As we approach the US-North Korea summit in Singapore, there is much speculation about the potential outcome. Will the US persuade North Korea to lay down its nuclear weapons programme? Will North Korea use the negotiations to incrementally secure resources and gains from the US side while keeping its trump card to the very end? Much speculation on the outcome has also centred around the two men's personalities, since so much of what has been different this time around seems to stem from their personal choices. Certainly, President Trump's personal involvement in the North Korea issue seems unprecedented and was a major factor in the back-and-forth of pre-summit diplomacy that we saw.
Despite this, the US national interests and strategic objectives under President Trump have been broadly consistent with past administrations. Despite North Korea’s accusations that Washington’s "hostile policy" has meant that it desires regime change, the fact is that few American administrations have openly sought regime change on the Peninsula, perhaps realizing that it is too large a can of worms, and has subsequent repercussions for North-South reunification, and could lead to tensions with China. Instead, the US objective from every president since Bill Clinton to Donald Trump has been to push North Korea to denuclearize and in return, to help it develop economically.
A testimony to this can be found in every letter sent to the North by various American presidents. According to a senior official at the time, President George W. Bush promised in his 2007 letter that the US would normalize relations completely with the North if they carried through their disarmament. In his letter – according to then-special envoy Stephen Bosworth – President Barak Obama asserted that "the United States is prepared to work with allies [and] partners in the region to offer…North Korea a different future". In addition to the promises of economic aid, it is highly likely that all US presidential letters to North Korea have made security guarantees to the North; or at least guarantees of the survival of the regime.
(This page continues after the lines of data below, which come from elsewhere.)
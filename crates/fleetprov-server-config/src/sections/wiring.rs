// Copyright (c) 2025 Geoffrey Huntley <ghuntley@ghuntley.com>. All rights reserved.
// SPDX-License-Identifier: Proprietary

//! Device address resolution and artifact cache settings.
//!
//! Either `base_url` points at a wiring service, or `hosts` maps device
//! names to addresses directly.

use std::collections::HashMap;

use serde::{Deserialize, Serialize};

use crate::error::ConfigError;

#[derive(Debug, Clone, Default, Serialize, Deserialize, PartialEq)]
pub struct WiringConfigLayer {
	pub base_url: Option<String>,
	pub hosts: Option<HashMap<String, String>>,
	pub advertise_host: Option<String>,
	pub cache_base: Option<String>,
	pub task_id: Option<String>,
	pub build_id: Option<String>,
}

impl WiringConfigLayer {
	pub fn merge(&mut self, other: Self) {
		if other.base_url.is_some() {
			self.base_url = other.base_url;
		}
		if let Some(hosts) = other.hosts {
			self.hosts.get_or_insert_with(HashMap::new).extend(hosts);
		}
		if other.advertise_host.is_some() {
			self.advertise_host = other.advertise_host;
		}
		if other.cache_base.is_some() {
			self.cache_base = other.cache_base;
		}
		if other.task_id.is_some() {
			self.task_id = other.task_id;
		}
		if other.build_id.is_some() {
			self.build_id = other.build_id;
		}
	}

	pub fn finalize(self) -> WiringConfig {
		WiringConfig {
			base_url: self.base_url,
			hosts: self.hosts.unwrap_or_default(),
			advertise_host: self.advertise_host.unwrap_or_else(|| "127.0.0.1".to_string()),
			cache_base: self.cache_base,
			task_id: self.task_id,
			build_id: self.build_id,
		}
	}
}

#[derive(Debug, Clone, Default, PartialEq)]
pub struct WiringConfig {
	pub base_url: Option<String>,
	pub hosts: HashMap<String, String>,
	/// Address handed out for ports exposed from this host.
	pub advertise_host: String,
	pub cache_base: Option<String>,
	pub task_id: Option<String>,
	pub build_id: Option<String>,
}

impl WiringConfig {
	pub fn validate(&self) -> Result<(), ConfigError> {
		if self.base_url.is_none() && self.hosts.is_empty() {
			return Err(ConfigError::Validation(
				"wiring requires either base_url or at least one entry in hosts".to_string(),
			));
		}
		if let Some(url) = &self.base_url {
			if !url.starts_with("http://") && !url.starts_with("https://") {
				return Err(ConfigError::InvalidValue {
					key: "wiring.base_url".to_string(),
					message: format!("expected an http(s) URL, got '{url}'"),
				});
			}
		}
		Ok(())
	}
}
In all this, Trump has been no different. But how is he different, and how does this affect the US negotiating style, its normal objectives, and its possible outcomes? If we deal with these one-by-one, we can see that his negotiating style, coming from his background as a real estate mogul, leaves much to be desired in among practitioners of classical diplomacy. It is a maximum pressure approach, which combines close personal relations with disruptive and sudden tactical changes, designed to off-balance his opponent. Despite its unpopularity among many European and American diplomats, the style has a certain resonance with Kim Jong-un, because of the centrality of the leader-as-negotiator. One might say that the historical antecedent for the upcoming meeting in Singapore was the Treaty of Tilsit, where two men – in history France's Emperor Napoleon and Russia's Tsar Alexander – meet one-on-one in a raft on a river and decide the fate of nations. The centrality of the leader in this position has not been a popular one in the history of liberal democracies – for obvious reasons.
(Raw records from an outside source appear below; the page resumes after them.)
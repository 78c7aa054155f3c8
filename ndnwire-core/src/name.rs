//! NDN names: ordered component sequences with URI conversion,
//! naming-convention markers and canonical ordering.

use std::cmp::Ordering;
use std::fmt;
use std::str::FromStr;

use ndnwire_common::{naming_marker, tlv_type, SHA256_DIGEST_SIZE};
use serde::{Deserialize, Serialize};

use crate::blob::Blob;
use crate::tlv::{
    decode_non_negative_integer, encode_non_negative_integer, TlvDecoder, TlvEncoder, TlvError,
};

/// The wire type of a name component.
#[derive(Debug, Clone, Copy, PartialEq, Eq, Hash, Serialize, Deserialize)]
pub enum ComponentType {
    Generic,
    ImplicitSha256Digest,
}

/// One component of a [`Name`].
#[derive(Debug, Clone, PartialEq, Eq, Hash, Serialize, Deserialize)]
pub struct NameComponent {
    component_type: ComponentType,
    value: Blob,
}

impl NameComponent {
    /// A generic component holding `value` verbatim.
    pub fn new(value: impl Into<Blob>) -> Self {
        Self {
            component_type: ComponentType::Generic,
            value: value.into(),
        }
    }

    /// An ImplicitSha256DigestComponent; the digest must be exactly 32
    /// bytes.
    pub fn from_implicit_sha256_digest(digest: impl Into<Blob>) -> Result<Self, TlvError> {
        let value = digest.into();
        if value.len() != SHA256_DIGEST_SIZE {
            return Err(TlvError::InvalidComponentLength {
                expected: SHA256_DIGEST_SIZE,
                actual: value.len(),
            });
        }
        Ok(Self {
            component_type: ComponentType::ImplicitSha256Digest,
            value,
        })
    }

    /// A generic component holding `number` as a nonNegativeInteger.
    pub fn from_number(number: u64) -> Self {
        Self::new(encode_non_negative_integer(number))
    }

    /// A generic component holding a marker octet followed by `number`
    /// as a nonNegativeInteger.
    pub fn from_number_with_marker(number: u64, marker: u8) -> Self {
        let mut bytes = Vec::with_capacity(9);
        bytes.push(marker);
        bytes.extend_from_slice(&encode_non_negative_integer(number));
        Self::new(bytes)
    }

    pub fn from_segment(segment: u64) -> Self {
        Self::from_number_with_marker(segment, naming_marker::SEGMENT)
    }

    pub fn from_segment_offset(offset: u64) -> Self {
        Self::from_number_with_marker(offset, naming_marker::SEGMENT_OFFSET)
    }

    pub fn from_version(version: u64) -> Self {
        Self::from_number_with_marker(version, naming_marker::VERSION)
    }

    /// `timestamp` is in microseconds since the UNIX epoch.
    pub fn from_timestamp(timestamp: u64) -> Self {
        Self::from_number_with_marker(timestamp, naming_marker::TIMESTAMP)
    }

    pub fn from_sequence_number(sequence_number: u64) -> Self {
        Self::from_number_with_marker(sequence_number, naming_marker::SEQUENCE_NUMBER)
    }

    pub fn component_type(&self) -> ComponentType {
        self.component_type
    }

    pub fn is_generic(&self) -> bool {
        self.component_type == ComponentType::Generic
    }

    pub fn is_implicit_sha256_digest(&self) -> bool {
        self.component_type == ComponentType::ImplicitSha256Digest
    }

    pub fn value(&self) -> &Blob {
        &self.value
    }

    pub fn len(&self) -> usize {
        self.value.len()
    }

    pub fn is_empty(&self) -> bool {
        self.value.is_empty()
    }

    /// Interprets the whole value as a nonNegativeInteger.
    pub fn to_number(&self) -> Result<u64, TlvError> {
        decode_non_negative_integer(self.value.as_slice())
    }

    /// Interprets the value as a marker octet followed by a
    /// nonNegativeInteger, checking the marker.
    pub fn to_number_with_marker(&self, marker: u8) -> Result<u64, TlvError> {
        match self.value.as_slice().split_first() {
            Some((&first, rest)) if first == marker => decode_non_negative_integer(rest),
            _ => Err(TlvError::InvalidComponentMarker { expected: marker }),
        }
    }

    pub fn to_segment(&self) -> Result<u64, TlvError> {
        self.to_number_with_marker(naming_marker::SEGMENT)
    }

    pub fn to_segment_offset(&self) -> Result<u64, TlvError> {
        self.to_number_with_marker(naming_marker::SEGMENT_OFFSET)
    }

    pub fn to_version(&self) -> Result<u64, TlvError> {
        self.to_number_with_marker(naming_marker::VERSION)
    }

    pub fn to_timestamp(&self) -> Result<u64, TlvError> {
        self.to_number_with_marker(naming_marker::TIMESTAMP)
    }

    pub fn to_sequence_number(&self) -> Result<u64, TlvError> {
        self.to_number_with_marker(naming_marker::SEQUENCE_NUMBER)
    }

    /// The component in URI form, with non-unreserved bytes
    /// percent-escaped.
    pub fn to_escaped_string(&self) -> String {
        let mut out = String::new();
        self.write_escaped(&mut out);
        out
    }

    fn type_code(&self) -> u64 {
        match self.component_type {
            ComponentType::ImplicitSha256Digest => tlv_type::IMPLICIT_SHA256_DIGEST_COMPONENT,
            ComponentType::Generic => tlv_type::NAME_COMPONENT,
        }
    }

    fn write_escaped(&self, out: &mut String) {
        if self.component_type == ComponentType::ImplicitSha256Digest {
            out.push_str("sha256digest=");
            out.push_str(&hex_encode(self.value.as_slice()));
            return;
        }
        let bytes = self.value.as_slice();
        if bytes.iter().all(|&byte| byte == b'.') {
            // A value of zero or more periods gets three extra periods
            // so it survives the URI path syntax.
            out.push_str("...");
            for _ in bytes {
                out.push('.');
            }
            return;
        }
        for &byte in bytes {
            if byte.is_ascii_alphanumeric() || matches!(byte, b'+' | b'-' | b'.' | b'_') {
                out.push(byte as char);
            } else {
                out.push_str(&format!("%{byte:02X}"));
            }
        }
    }

    pub(crate) fn encode_tlv(&self, encoder: &mut TlvEncoder) -> Result<(), TlvError> {
        encoder.write_blob_tlv(self.type_code(), self.value.as_slice())
    }

    pub(crate) fn decode_tlv(decoder: &mut TlvDecoder) -> Result<Self, TlvError> {
        let save_offset = decoder.offset();
        let type_ = decoder.read_var_number()?;
        decoder.seek(save_offset);
        let value = decoder.read_blob_tlv(type_)?;
        if type_ == tlv_type::IMPLICIT_SHA256_DIGEST_COMPONENT {
            Self::from_implicit_sha256_digest(value)
        } else {
            Ok(Self::new(value))
        }
    }
}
So how will this affect the US normal objectives? In The Art of the Deal, Trump argues that thinking big is key, "I like thinking big. I always have. To me, it’s very simple: if you’re going to be thinking anyway, you might as well think big." So, what does this mean? Does this mean that Trump is willing to throw normally-staid US positions to the wind? Is the US troop presence on the Korean peninsula a card? Does Taiwan play a part in persuading China to move behind his deal? Will he bargain away major pieces of the US position in Northeast Asia for the quick win? This is perhaps the most evident fear among both the US foreign policy establishment and among US allies and explains much of the back-and-forth shuttle diplomacy to Washington and Florida by US regional allies. The most famous example of a President nearly bargaining away the national security of his US allies must be that of President Reagan at Reykjavik, who nearly negotiated away US nuclear weapons with an enthusiastic Mikhail Gorbachev, with neither man really considering the fact that China would still be a nuclear weapons state.
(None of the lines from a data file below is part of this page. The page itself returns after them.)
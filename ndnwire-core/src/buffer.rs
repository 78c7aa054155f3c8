//! Growable output buffer with a pluggable growth policy.
//!
//! Encoders write through [`DynamicByteBuffer`], which either reallocates
//! on demand ([`Reallocate`]) or enforces a hard capacity ([`NoGrow`]) for
//! deployments with a bounded memory budget. The back-aligned primitives
//! exist for the TLV encoder, which fills its output tail-to-head because
//! a parent's length is unknown until its children are written.

use std::fmt;

use thiserror::Error;

#[derive(Debug, Clone, Copy, PartialEq, Eq, Error)]
pub enum BufferError {
    #[error("buffer needs {needed} bytes but holds {capacity} and has no grow strategy")]
    TooSmallNoGrowStrategy { needed: usize, capacity: usize },
}

/// Growth policy injected into a [`DynamicByteBuffer`] at construction.
pub trait GrowStrategy: Send + Sync {
    /// Makes `bytes` at least `needed` long, or fails.
    fn grow(&self, bytes: &mut Vec<u8>, needed: usize) -> Result<(), BufferError>;
}

/// Reallocate-and-copy: grows to the larger of `needed` and double the
/// current length.
#[derive(Debug, Clone, Copy, Default)]
pub struct Reallocate;

impl GrowStrategy for Reallocate {
    fn grow(&self, bytes: &mut Vec<u8>, needed: usize) -> Result<(), BufferError> {
        let target = needed.max(bytes.len() * 2);
        bytes.resize(target, 0);
        Ok(())
    }
}

/// Refuses to grow. Exceeding the initial capacity is an error, which
/// keeps the memory bound a checkable property rather than a convention.
#[derive(Debug, Clone, Copy, Default)]
pub struct NoGrow;

impl GrowStrategy for NoGrow {
    fn grow(&self, bytes: &mut Vec<u8>, needed: usize) -> Result<(), BufferError> {
        Err(BufferError::TooSmallNoGrowStrategy {
            needed,
            capacity: bytes.len(),
        })
    }
}

/// A byte buffer of fixed logical length that can be enlarged through its
/// grow strategy.
///
/// The whole buffer is always initialized; `len()` is its current size,
/// not a write cursor. Callers address it with absolute offsets from the
/// front or the back.
pub struct DynamicByteBuffer {
    bytes: Vec<u8>,
    grow: Box<dyn GrowStrategy>,
}

impl DynamicByteBuffer {
    /// A buffer of `initial_length` zeroed bytes that reallocates on
    /// demand.
    pub fn new(initial_length: usize) -> Self {
        Self::with_strategy(initial_length, Box::new(Reallocate))
    }

    /// A fixed-capacity buffer: any operation needing more than `length`
    /// bytes fails with [`BufferError::TooSmallNoGrowStrategy`].
    pub fn fixed(length: usize) -> Self {
        Self::with_strategy(length, Box::new(NoGrow))
    }

    pub fn with_strategy(initial_length: usize, grow: Box<dyn GrowStrategy>) -> Self {
        Self {
            bytes: vec![0; initial_length],
            grow,
        }
    }

    pub fn len(&self) -> usize {
        self.bytes.len()
    }

    pub fn is_empty(&self) -> bool {
        self.bytes.is_empty()
    }

    /// Ensures the buffer is at least `length` bytes, growing at the back
    /// so front-relative offsets stay valid.
    pub fn ensure_length(&mut self, length: usize) -> Result<(), BufferError> {
        if self.bytes.len() >= length {
            return Ok(());
        }
        self.grow.grow(&mut self.bytes, length)
    }

    /// Ensures the buffer is at least `length` bytes, shifting existing
    /// content to the back so back-relative offsets stay valid.
    pub fn ensure_length_from_back(&mut self, length: usize) -> Result<(), BufferError> {
        if self.bytes.len() >= length {
            return Ok(());
        }
        let old_len = self.bytes.len();
        self.grow.grow(&mut self.bytes, length)?;
        let new_len = self.bytes.len();
        self.bytes.copy_within(0..old_len, new_len - old_len);
        Ok(())
    }

    /// Writes `value` starting at `offset`, growing as needed.
    pub fn copy(&mut self, value: &[u8], offset: usize) -> Result<(), BufferError> {
        let end = offset + value.len();
        self.ensure_length(end)?;
        self.bytes[offset..end].copy_from_slice(value);
        Ok(())
    }

    /// Writes `value` so its first byte lands `offset_from_back` bytes
    /// before the end of the buffer. Requires `value.len() <=
    /// offset_from_back`.
    pub fn copy_from_back(&mut self, value: &[u8], offset_from_back: usize) -> Result<(), BufferError> {
        debug_assert!(value.len() <= offset_from_back);
        self.ensure_length_from_back(offset_from_back)?;
        let start = self.bytes.len() - offset_from_back;
        self.bytes[start..start + value.len()].copy_from_slice(value);
        Ok(())
    }

    pub fn as_slice(&self) -> &[u8] {
        &self.bytes
    }

    /// The last `length` bytes.
    pub fn slice_from_back(&self, length: usize) -> &[u8] {
        &self.bytes[self.bytes.len() - length..]
    }

    pub fn into_vec(self) -> Vec<u8> {
        self.bytes
    }
}

impl fmt::Debug for DynamicByteBuffer {
    fn fmt(&self, f: &mut fmt::Formatter<'_>) -> fmt::Result {
        f.debug_struct("DynamicByteBuffer")
            .field("len", &self.bytes.len())
            .finish()
    }
}

#[cfg(test)]
mod tests {
    use super::*;

    #[test]
    fn test_copy_grows_on_demand() {
        let mut buffer = DynamicByteBuffer::new(4);
        buffer.copy(&[1, 2, 3], 6).unwrap();
        assert!(buffer.len() >= 9);
        assert_eq!(&buffer.as_slice()[6..9], &[1, 2, 3]);
    }

    #[test]
    fn test_grow_doubles() {
        let mut buffer = DynamicByteBuffer::new(8);
        buffer.ensure_length(9).unwrap();
        assert_eq!(buffer.len(), 16);
        buffer.ensure_length(100).unwrap();
        assert_eq!(buffer.len(), 100);
    }

    #[test]
    fn test_fixed_capacity_errors() {
        let mut buffer = DynamicByteBuffer::fixed(4);
        buffer.copy(&[1, 2], 0).unwrap();
        let err = buffer.copy(&[1, 2, 3], 2).unwrap_err();
        assert_eq!(
            err,
            BufferError::TooSmallNoGrowStrategy {
                needed: 5,
                capacity: 4
            }
        );
    }

    #[test]
    fn test_grow_from_back_preserves_tail() {
        let mut buffer = DynamicByteBuffer::new(4);
        buffer.copy_from_back(&[9, 8], 2).unwrap();
        assert_eq!(buffer.slice_from_back(2), &[9, 8]);
        // Force a reallocation; the tail must move with the back.
        buffer.copy_from_back(&[7, 6, 5], 10).unwrap();
        assert_eq!(buffer.slice_from_back(2), &[9, 8]);
        let len = buffer.len();
        assert_eq!(&buffer.as_slice()[len - 10..len - 7], &[7, 6, 5]);
    }
}
impl Signature {
    /// The SignatureType code this variant encodes as, when known.
    pub fn type_code(&self) -> Option<u64> {
        match self {
            Signature::DigestSha256 { .. } => Some(signature_type::DIGEST_SHA256),
            Signature::Sha256WithRsa { .. } => Some(signature_type::SHA256_WITH_RSA),
            Signature::Sha256WithEcdsa { .. } => Some(signature_type::SHA256_WITH_ECDSA),
            Signature::HmacWithSha256 { .. } => Some(signature_type::HMAC_WITH_SHA256),
            Signature::Generic { type_code, .. } => *type_code,
        }
    }

    /// The SignatureValue bytes.
    pub fn signature(&self) -> &Blob {
        match self {
            Signature::DigestSha256 { signature }
            | Signature::Sha256WithRsa { signature, .. }
            | Signature::Sha256WithEcdsa { signature, .. }
            | Signature::HmacWithSha256 { signature, .. }
            | Signature::Generic { signature, .. } => signature,
        }
    }

    pub fn set_signature(&mut self, value: Blob) {
        match self {
            Signature::DigestSha256 { signature }
            | Signature::Sha256WithRsa { signature, .. }
            | Signature::Sha256WithEcdsa { signature, .. }
            | Signature::HmacWithSha256 { signature, .. }
            | Signature::Generic { signature, .. } => *signature = value,
        }
    }

    pub fn key_locator(&self) -> Option<&KeyLocator> {
        match self {
            Signature::Sha256WithRsa { key_locator, .. }
            | Signature::Sha256WithEcdsa { key_locator, .. }
            | Signature::HmacWithSha256 { key_locator, .. } => key_locator.as_ref(),
            Signature::DigestSha256 { .. } | Signature::Generic { .. } => None,
        }
    }

    pub fn validity_period(&self) -> Option<&ValidityPeriod> {
        match self {
            Signature::Sha256WithRsa {
                validity_period, ..
            }
            | Signature::Sha256WithEcdsa {
                validity_period, ..
            } => validity_period.as_ref(),
            _ => None,
        }
    }

    /// Writes the SignatureInfo TLV. A Generic signature's stored
    /// encoding is validated as a SignatureInfo TLV, then written
    /// verbatim.
    pub(crate) fn encode_info_tlv(&self, encoder: &mut TlvEncoder) -> Result<(), TlvError> {
        if let Signature::Generic {
            signature_info_encoding,
            ..
        } = self
        {
            let mut check = TlvDecoder::new(signature_info_encoding);
            let end_offset = check.read_nested_tlvs_start(tlv_type::SIGNATURE_INFO)?;
            check.read_non_negative_integer_tlv(tlv_type::SIGNATURE_TYPE)?;
            check.finish_nested_tlvs(end_offset)?;
            return encoder.write_bytes(signature_info_encoding.as_slice());
        }
        let save_length = encoder.len();
        match self {
            Signature::DigestSha256 { .. } => {}
            Signature::Sha256WithRsa {
                key_locator,
                validity_period,
                ..
            }
            | Signature::Sha256WithEcdsa {
                key_locator,
                validity_period,
                ..
            } => {
                if let Some(period) = validity_period {
                    period.encode_tlv(encoder)?;
                }
                KeyLocator::encode_tlv(key_locator.as_ref(), tlv_type::KEY_LOCATOR, encoder)?;
            }
            Signature::HmacWithSha256 { key_locator, .. } => {
                KeyLocator::encode_tlv(key_locator.as_ref(), tlv_type::KEY_LOCATOR, encoder)?;
            }
            Signature::Generic { .. } => unreachable!(),
        }
        // type_code() is Some for every variant but Generic.
        let type_code = self.type_code().unwrap_or_default();
        encoder.write_non_negative_integer_tlv(tlv_type::SIGNATURE_TYPE, type_code)?;
        encoder.write_type_and_length(tlv_type::SIGNATURE_INFO, encoder.len() - save_length)
    }

    /// Reads a SignatureInfo TLV. The SignatureValue is left empty for
    /// the caller to fill in.
    pub(crate) fn decode_info_tlv(decoder: &mut TlvDecoder) -> Result<Self, TlvError> {
        let begin_offset = decoder.offset();
        let end_offset = decoder.read_nested_tlvs_start(tlv_type::SIGNATURE_INFO)?;
        let type_code = decoder.read_non_negative_integer_tlv(tlv_type::SIGNATURE_TYPE)?;
        let signature = match type_code {
            signature_type::DIGEST_SHA256 => Signature::DigestSha256 {
                signature: Blob::default(),
            },
            signature_type::SHA256_WITH_RSA => Signature::Sha256WithRsa {
                key_locator: KeyLocator::decode_tlv(tlv_type::KEY_LOCATOR, decoder)?,
                validity_period: decode_optional_validity_period(decoder, end_offset)?,
                signature: Blob::default(),
            },
            signature_type::SHA256_WITH_ECDSA => Signature::Sha256WithEcdsa {
                key_locator: KeyLocator::decode_tlv(tlv_type::KEY_LOCATOR, decoder)?,
                validity_period: decode_optional_validity_period(decoder, end_offset)?,
                signature: Blob::default(),
            },
            signature_type::HMAC_WITH_SHA256 => Signature::HmacWithSha256 {
                key_locator: KeyLocator::decode_tlv(tlv_type::KEY_LOCATOR, decoder)?,
                signature: Blob::default(),
            },
            other => {
                // Preserve the whole TLV so it re-encodes unchanged.
                let signature = Signature::Generic {
                    signature_info_encoding: decoder.get_slice(begin_offset, end_offset)?,
                    type_code: Some(other),
                    signature: Blob::default(),
                };
                decoder.seek(end_offset);
                signature
            }
        };
        decoder.finish_nested_tlvs(end_offset)?;
        Ok(signature)
    }
}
If we must predict the outcome of US negotiations in Singapore, we must admit that they will be steered by US national interests – as interpreted by one man, Donald Trump. Obviously, he will have the support and expertise of his national security team, but he will ultimately decide on the US positioning. And the primary question will not be whether he goes for the easy big win – that myth is dispelled by a reading of Art of the Deal which seeks the best deal – but whether he allows for the sort of long-term incremental disarming process that North Korea will undoubtedly request. The longer North Korea has weapons, the better its chances of survival are, and the better its negotiating leverage. And that does not sound like "thinking big". To President Trump, that will sound like "thinking small". And then where will we be?
And the answer to that, will come on June 12th.